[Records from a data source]
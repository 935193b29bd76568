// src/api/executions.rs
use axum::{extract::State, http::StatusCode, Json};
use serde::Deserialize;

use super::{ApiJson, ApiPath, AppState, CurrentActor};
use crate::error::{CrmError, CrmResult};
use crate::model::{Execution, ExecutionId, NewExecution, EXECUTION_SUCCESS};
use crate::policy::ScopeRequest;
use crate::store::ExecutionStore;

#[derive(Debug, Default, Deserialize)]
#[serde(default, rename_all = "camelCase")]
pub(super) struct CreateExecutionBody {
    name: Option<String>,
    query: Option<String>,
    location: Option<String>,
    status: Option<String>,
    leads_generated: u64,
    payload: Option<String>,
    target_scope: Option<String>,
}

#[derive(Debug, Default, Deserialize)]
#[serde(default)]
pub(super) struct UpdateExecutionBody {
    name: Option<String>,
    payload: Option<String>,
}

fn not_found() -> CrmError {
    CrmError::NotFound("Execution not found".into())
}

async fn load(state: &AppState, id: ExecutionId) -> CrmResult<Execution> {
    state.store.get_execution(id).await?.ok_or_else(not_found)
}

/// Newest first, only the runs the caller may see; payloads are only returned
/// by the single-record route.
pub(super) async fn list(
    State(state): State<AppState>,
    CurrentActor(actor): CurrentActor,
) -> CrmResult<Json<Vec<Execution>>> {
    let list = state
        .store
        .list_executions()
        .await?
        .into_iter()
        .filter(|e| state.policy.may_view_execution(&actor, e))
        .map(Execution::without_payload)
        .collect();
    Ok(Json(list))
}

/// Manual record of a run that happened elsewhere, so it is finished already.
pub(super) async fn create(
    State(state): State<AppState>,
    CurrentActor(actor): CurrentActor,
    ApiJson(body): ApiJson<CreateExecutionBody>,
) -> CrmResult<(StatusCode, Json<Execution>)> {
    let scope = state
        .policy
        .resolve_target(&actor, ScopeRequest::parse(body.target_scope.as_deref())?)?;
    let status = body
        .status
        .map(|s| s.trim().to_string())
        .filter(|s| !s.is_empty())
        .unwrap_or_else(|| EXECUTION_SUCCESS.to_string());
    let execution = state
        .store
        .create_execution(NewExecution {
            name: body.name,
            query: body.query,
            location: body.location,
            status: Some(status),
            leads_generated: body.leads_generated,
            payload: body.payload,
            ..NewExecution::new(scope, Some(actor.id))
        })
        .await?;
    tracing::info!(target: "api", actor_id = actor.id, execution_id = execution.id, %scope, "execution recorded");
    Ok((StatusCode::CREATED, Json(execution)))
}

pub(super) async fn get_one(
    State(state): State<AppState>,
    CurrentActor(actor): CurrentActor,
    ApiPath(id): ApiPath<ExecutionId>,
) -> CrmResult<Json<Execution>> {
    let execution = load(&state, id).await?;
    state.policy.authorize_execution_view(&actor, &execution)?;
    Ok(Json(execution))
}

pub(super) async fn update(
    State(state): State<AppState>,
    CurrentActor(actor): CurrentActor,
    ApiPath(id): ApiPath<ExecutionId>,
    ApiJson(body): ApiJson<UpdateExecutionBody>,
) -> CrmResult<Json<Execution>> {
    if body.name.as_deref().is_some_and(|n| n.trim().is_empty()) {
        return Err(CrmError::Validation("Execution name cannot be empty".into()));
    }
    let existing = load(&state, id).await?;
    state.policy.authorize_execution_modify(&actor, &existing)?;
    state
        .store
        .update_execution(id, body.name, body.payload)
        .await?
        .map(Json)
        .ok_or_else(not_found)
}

> [Brief]
Every line above in which the word "struct" is present must be copied into the answer.

> [Result for this exercise]
pub(super) struct CreateExecutionBody {
pub(super) struct UpdateExecutionBody {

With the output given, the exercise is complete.